• **Your goal**: Only the number is wanted: how many lines of these entries contain the word "VaultQuote"?

• **Data excerpts**:
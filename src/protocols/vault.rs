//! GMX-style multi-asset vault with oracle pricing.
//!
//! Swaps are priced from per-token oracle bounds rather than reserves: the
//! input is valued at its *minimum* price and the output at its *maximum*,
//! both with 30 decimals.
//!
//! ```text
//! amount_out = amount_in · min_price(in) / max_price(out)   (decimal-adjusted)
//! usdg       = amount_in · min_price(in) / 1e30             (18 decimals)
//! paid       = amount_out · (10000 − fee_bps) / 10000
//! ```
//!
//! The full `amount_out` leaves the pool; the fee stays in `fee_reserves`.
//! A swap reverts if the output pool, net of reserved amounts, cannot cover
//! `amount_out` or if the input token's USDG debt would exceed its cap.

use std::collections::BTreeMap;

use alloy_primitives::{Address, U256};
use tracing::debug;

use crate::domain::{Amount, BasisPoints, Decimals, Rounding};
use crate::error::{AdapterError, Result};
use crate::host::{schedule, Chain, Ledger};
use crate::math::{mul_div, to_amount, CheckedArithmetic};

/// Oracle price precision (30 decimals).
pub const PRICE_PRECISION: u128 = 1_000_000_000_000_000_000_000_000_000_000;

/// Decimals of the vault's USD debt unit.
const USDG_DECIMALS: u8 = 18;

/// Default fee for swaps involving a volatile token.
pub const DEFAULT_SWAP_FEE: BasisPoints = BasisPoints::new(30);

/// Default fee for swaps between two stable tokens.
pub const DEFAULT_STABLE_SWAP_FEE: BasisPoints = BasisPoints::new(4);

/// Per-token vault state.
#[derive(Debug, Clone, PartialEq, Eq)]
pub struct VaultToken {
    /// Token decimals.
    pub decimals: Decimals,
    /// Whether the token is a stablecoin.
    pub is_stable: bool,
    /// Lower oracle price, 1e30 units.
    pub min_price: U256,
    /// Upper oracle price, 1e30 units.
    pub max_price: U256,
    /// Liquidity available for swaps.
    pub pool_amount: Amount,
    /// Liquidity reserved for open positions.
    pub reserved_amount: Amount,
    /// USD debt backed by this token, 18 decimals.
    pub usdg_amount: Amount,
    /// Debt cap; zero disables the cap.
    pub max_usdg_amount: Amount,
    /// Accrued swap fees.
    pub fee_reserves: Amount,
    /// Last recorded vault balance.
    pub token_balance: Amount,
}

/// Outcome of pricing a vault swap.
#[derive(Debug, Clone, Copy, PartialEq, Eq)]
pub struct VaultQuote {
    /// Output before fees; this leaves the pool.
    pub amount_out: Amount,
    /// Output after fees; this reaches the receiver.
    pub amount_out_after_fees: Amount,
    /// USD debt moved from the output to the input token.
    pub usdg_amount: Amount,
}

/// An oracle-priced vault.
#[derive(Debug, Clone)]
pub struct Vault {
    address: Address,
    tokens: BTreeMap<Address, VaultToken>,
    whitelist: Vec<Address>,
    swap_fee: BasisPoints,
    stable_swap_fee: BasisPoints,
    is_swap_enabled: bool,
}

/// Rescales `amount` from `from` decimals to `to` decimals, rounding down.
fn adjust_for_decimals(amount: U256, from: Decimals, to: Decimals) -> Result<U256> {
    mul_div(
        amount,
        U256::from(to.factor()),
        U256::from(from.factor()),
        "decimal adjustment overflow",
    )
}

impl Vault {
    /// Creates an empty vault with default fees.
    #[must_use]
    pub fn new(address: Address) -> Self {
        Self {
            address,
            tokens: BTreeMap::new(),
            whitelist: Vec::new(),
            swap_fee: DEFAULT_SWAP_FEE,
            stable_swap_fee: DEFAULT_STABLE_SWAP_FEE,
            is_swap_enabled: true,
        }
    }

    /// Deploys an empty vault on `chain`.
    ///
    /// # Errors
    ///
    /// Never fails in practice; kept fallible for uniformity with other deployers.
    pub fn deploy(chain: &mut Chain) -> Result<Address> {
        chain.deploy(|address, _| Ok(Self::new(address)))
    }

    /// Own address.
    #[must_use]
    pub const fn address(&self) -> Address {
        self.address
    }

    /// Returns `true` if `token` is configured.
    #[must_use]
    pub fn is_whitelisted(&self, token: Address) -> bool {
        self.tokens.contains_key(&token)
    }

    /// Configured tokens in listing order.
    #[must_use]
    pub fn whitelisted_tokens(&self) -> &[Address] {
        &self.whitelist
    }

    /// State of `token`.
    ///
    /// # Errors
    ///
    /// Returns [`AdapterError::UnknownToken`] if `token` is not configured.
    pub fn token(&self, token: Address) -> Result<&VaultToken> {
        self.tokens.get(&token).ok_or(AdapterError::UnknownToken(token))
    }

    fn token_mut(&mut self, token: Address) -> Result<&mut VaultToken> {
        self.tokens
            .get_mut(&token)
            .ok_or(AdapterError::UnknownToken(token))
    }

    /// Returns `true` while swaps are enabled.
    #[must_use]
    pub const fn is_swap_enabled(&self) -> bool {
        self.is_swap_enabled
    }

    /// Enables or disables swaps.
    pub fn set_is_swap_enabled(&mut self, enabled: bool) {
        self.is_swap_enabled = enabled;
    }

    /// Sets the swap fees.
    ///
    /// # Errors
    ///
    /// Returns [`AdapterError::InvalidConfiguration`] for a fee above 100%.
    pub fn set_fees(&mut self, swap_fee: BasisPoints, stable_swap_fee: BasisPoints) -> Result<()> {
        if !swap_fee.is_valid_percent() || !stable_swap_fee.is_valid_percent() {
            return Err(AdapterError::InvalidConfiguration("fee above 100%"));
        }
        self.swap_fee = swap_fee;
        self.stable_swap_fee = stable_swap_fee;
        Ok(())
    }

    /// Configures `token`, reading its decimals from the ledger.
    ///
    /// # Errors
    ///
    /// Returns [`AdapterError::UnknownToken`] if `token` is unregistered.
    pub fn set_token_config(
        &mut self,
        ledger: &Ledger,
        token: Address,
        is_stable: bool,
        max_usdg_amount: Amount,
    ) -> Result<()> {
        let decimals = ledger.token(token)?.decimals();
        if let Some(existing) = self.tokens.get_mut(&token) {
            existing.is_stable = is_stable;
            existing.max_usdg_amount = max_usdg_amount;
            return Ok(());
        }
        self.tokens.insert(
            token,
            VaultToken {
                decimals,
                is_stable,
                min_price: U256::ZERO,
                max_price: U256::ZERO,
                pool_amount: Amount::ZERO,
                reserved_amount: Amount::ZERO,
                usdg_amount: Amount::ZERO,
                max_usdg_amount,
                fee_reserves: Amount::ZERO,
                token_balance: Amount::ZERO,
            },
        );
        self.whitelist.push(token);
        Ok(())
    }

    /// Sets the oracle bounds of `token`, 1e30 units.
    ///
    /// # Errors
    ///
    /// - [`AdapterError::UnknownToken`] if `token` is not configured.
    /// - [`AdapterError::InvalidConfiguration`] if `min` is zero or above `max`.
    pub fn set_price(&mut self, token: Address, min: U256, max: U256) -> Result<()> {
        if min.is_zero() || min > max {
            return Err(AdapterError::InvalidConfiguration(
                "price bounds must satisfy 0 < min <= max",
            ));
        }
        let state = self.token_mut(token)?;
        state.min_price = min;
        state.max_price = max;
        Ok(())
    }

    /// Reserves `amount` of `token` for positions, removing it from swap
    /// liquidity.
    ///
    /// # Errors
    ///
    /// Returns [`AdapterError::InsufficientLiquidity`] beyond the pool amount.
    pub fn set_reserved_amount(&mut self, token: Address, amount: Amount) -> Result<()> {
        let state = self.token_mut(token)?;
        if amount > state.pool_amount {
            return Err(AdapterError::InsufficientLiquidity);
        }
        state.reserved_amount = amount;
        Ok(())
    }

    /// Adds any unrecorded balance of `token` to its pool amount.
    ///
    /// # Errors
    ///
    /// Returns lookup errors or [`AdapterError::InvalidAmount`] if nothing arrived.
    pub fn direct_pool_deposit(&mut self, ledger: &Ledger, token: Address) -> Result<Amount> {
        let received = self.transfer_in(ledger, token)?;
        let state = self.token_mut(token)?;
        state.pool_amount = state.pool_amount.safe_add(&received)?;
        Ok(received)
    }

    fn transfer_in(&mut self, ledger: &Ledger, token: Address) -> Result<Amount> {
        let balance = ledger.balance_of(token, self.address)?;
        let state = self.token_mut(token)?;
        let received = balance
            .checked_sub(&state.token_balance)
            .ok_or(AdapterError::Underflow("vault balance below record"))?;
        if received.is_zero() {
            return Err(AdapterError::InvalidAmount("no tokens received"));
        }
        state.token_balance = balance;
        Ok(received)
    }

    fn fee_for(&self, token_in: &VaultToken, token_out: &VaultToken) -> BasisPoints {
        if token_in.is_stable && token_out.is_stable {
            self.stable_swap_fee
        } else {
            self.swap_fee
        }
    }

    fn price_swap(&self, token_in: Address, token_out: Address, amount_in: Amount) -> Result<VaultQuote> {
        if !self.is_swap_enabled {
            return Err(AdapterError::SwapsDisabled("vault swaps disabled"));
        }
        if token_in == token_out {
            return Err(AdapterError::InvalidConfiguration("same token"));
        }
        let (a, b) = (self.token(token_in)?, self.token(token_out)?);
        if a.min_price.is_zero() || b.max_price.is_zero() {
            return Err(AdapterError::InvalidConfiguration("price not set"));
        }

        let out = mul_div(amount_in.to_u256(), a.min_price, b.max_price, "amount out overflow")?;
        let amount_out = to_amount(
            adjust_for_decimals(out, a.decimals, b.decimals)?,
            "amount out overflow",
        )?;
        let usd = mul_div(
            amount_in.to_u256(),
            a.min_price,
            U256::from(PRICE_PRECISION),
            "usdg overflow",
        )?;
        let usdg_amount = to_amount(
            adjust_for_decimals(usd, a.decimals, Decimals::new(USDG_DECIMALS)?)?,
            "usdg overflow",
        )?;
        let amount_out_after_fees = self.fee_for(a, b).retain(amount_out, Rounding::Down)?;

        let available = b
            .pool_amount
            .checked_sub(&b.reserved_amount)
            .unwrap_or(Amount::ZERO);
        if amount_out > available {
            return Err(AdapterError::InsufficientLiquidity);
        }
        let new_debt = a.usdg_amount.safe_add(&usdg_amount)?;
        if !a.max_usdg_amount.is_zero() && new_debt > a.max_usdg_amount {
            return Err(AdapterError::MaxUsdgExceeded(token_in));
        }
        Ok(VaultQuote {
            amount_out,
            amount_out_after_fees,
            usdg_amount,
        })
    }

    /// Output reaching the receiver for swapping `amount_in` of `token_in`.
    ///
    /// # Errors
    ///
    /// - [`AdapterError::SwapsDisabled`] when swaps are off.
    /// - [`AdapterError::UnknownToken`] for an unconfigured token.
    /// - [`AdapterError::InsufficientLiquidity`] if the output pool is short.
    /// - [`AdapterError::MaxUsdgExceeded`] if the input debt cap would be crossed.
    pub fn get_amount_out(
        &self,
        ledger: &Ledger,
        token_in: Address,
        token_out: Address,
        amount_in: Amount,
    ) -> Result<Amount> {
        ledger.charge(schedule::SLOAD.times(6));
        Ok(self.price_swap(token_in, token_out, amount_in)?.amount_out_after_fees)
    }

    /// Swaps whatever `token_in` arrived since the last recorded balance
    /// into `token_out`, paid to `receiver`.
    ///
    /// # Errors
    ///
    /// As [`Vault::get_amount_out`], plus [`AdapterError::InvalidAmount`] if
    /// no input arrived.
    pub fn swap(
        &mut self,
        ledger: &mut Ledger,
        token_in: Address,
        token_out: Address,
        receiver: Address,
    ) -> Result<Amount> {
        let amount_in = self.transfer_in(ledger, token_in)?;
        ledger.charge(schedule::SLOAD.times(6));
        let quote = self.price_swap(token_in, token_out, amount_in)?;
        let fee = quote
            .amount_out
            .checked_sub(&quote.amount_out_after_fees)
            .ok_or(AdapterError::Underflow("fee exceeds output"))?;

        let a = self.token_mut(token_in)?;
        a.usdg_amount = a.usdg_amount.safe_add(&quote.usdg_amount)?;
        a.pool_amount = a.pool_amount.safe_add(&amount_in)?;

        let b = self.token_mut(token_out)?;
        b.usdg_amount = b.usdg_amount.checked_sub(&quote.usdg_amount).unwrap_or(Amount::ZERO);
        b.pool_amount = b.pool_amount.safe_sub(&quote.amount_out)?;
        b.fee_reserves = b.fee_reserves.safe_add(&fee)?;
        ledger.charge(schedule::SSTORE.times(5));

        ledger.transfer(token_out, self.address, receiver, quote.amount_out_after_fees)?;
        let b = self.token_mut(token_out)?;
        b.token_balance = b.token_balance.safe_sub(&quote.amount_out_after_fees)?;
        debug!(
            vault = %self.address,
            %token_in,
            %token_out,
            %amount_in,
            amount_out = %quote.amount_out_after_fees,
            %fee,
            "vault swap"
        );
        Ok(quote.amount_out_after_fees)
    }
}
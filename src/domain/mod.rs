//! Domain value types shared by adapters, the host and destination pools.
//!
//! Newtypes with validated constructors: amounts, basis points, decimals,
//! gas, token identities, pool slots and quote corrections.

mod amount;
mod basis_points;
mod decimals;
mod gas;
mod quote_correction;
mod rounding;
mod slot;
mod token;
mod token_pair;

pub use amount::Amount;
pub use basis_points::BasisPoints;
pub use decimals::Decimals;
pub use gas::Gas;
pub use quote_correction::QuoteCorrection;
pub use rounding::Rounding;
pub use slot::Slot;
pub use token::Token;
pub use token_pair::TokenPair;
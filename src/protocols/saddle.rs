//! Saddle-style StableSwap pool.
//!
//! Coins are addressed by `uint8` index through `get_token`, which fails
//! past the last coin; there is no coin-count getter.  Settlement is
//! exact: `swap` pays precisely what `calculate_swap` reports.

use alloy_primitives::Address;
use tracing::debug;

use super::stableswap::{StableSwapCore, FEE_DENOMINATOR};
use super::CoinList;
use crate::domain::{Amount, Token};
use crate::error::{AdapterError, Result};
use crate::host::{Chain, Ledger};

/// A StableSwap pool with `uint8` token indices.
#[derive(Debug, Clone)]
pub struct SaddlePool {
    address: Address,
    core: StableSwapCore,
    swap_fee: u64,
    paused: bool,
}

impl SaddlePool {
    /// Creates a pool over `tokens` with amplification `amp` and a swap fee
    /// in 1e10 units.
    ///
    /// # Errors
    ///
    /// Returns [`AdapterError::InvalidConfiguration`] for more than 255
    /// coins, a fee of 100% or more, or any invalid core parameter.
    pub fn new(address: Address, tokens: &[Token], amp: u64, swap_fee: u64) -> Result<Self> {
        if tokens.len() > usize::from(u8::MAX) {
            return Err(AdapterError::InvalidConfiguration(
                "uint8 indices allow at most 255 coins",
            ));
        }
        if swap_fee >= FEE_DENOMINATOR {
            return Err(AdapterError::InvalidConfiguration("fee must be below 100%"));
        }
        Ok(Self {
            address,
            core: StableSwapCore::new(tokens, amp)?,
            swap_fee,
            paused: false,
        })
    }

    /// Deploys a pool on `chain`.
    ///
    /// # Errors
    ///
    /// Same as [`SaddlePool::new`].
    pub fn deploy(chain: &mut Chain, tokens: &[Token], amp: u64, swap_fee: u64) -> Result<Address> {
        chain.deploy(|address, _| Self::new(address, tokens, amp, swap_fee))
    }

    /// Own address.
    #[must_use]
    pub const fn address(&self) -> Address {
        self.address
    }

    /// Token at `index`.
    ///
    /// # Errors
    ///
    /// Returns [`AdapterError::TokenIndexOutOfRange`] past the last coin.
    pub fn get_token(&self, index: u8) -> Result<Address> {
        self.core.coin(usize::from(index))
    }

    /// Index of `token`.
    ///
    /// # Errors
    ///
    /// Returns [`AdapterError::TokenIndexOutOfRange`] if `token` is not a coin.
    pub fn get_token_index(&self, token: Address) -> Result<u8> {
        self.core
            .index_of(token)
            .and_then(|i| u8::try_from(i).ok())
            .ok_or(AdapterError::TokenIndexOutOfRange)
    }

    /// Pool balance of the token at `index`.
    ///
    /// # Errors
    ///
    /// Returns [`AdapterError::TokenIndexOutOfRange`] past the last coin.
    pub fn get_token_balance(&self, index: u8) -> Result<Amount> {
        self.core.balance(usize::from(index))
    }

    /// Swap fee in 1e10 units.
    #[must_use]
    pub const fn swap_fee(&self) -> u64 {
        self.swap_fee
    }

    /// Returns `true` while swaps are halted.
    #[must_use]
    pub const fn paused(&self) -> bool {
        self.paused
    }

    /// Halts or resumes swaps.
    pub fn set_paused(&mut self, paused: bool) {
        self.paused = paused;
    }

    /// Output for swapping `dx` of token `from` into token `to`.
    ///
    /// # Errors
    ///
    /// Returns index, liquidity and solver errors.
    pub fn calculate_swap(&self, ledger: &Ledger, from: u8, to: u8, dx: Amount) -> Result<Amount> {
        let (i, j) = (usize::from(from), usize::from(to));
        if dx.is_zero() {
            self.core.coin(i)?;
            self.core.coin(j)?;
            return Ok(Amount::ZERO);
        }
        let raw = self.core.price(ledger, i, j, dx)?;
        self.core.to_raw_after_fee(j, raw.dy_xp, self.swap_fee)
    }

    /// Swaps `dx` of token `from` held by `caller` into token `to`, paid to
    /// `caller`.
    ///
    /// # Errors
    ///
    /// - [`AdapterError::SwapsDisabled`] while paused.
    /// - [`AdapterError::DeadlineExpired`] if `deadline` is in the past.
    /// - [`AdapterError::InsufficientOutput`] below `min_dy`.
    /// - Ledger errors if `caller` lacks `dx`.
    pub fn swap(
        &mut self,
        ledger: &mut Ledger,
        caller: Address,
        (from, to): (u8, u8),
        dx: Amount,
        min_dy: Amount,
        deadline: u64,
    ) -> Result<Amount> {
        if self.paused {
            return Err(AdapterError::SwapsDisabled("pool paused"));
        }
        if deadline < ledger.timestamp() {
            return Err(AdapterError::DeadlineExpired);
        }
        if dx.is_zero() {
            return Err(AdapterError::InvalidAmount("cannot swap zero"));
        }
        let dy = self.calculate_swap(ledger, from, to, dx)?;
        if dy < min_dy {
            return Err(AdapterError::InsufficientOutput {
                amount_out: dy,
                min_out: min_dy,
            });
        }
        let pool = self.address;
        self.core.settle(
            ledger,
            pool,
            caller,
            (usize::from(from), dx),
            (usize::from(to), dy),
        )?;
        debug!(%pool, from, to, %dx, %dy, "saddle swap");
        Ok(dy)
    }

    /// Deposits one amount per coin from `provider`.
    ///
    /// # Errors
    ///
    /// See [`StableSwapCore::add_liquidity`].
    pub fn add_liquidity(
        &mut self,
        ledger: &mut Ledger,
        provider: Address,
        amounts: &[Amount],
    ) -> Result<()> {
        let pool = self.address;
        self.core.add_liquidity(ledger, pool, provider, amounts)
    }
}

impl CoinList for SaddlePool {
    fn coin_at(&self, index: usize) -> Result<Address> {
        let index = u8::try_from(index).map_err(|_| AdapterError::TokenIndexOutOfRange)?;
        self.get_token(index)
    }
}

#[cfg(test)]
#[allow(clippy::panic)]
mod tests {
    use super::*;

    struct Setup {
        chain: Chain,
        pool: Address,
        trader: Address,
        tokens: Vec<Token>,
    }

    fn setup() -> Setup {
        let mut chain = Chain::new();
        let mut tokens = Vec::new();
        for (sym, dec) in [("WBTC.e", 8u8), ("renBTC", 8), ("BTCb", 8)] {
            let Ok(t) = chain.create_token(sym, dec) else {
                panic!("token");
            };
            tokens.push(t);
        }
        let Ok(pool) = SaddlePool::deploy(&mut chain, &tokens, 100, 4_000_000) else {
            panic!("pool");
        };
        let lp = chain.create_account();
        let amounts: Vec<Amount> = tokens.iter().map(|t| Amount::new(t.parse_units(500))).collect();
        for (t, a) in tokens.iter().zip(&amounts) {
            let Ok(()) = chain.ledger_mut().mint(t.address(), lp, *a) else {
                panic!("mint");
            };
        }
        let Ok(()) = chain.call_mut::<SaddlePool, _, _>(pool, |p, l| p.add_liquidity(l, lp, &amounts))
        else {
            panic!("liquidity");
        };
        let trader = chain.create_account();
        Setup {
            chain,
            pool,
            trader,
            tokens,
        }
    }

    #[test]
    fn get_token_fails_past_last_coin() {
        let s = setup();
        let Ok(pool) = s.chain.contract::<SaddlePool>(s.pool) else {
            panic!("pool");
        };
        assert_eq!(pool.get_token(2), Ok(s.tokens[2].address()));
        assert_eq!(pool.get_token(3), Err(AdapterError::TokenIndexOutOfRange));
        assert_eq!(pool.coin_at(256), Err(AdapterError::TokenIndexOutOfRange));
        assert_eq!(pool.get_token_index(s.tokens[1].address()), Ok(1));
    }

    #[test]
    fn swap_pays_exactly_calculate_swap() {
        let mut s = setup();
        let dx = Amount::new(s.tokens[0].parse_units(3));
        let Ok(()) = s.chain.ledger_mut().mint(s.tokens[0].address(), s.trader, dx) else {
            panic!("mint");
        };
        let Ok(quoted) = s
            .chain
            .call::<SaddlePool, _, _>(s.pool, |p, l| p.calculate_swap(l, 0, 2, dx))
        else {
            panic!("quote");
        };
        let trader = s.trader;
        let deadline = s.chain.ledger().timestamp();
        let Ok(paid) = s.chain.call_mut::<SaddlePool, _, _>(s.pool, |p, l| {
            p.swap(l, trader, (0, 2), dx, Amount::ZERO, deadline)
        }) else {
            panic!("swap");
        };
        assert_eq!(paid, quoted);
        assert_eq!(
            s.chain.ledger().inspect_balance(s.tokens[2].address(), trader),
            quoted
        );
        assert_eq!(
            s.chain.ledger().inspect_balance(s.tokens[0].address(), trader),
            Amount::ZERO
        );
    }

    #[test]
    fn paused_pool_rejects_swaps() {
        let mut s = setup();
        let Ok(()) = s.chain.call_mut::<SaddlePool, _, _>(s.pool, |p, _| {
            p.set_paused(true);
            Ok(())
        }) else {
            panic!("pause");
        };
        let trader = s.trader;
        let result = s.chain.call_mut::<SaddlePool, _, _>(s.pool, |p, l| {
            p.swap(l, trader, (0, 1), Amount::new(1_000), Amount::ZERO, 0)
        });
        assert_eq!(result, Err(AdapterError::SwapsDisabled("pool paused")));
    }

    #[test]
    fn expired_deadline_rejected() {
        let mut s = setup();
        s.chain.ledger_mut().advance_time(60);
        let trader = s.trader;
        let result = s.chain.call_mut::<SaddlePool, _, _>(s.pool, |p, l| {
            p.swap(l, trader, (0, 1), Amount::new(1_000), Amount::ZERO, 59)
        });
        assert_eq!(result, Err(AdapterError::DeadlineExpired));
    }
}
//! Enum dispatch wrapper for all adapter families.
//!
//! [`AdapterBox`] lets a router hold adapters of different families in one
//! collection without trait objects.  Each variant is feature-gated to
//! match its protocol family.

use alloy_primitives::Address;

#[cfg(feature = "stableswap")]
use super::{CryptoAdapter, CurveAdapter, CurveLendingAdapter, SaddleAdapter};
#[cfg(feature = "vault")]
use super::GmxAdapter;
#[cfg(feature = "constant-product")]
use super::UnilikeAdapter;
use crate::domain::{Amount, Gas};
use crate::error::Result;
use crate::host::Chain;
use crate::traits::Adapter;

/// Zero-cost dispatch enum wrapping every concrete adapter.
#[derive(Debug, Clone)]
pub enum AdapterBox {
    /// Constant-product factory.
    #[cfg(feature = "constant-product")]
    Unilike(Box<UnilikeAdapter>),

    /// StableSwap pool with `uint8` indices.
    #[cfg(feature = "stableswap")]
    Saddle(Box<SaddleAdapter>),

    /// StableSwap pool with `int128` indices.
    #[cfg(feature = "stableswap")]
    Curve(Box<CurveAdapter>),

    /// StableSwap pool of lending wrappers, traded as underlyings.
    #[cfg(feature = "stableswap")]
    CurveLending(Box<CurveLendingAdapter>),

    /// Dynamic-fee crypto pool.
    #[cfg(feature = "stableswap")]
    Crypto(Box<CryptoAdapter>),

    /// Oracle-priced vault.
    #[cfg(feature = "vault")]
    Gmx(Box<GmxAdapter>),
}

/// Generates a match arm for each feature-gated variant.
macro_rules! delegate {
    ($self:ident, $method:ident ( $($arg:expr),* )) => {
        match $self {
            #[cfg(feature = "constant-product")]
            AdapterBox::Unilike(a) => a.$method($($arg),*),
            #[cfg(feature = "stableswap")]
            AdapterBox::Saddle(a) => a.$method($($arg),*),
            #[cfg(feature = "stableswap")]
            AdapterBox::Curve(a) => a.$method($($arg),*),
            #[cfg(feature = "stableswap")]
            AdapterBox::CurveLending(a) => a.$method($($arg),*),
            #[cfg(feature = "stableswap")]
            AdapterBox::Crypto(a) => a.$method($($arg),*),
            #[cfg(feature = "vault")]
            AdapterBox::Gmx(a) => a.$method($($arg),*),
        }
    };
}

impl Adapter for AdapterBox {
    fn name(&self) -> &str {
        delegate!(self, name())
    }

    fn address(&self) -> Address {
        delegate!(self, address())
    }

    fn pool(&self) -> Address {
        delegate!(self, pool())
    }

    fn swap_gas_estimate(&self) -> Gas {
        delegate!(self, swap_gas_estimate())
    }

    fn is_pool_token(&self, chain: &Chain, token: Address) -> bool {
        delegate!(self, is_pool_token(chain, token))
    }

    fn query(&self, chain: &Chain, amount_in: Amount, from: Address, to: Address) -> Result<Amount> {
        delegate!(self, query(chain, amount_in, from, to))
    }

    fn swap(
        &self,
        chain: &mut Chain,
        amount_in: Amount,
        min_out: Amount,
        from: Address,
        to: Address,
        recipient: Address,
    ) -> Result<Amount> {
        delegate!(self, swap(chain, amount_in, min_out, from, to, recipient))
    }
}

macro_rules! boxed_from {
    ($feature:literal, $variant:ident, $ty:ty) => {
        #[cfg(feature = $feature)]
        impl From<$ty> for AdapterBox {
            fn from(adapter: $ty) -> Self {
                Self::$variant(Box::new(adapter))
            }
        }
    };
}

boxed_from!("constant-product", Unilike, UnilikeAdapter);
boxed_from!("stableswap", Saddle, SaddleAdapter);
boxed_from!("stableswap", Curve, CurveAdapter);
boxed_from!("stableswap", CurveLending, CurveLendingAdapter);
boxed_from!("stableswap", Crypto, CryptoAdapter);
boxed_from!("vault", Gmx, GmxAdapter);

• **Result below**: 3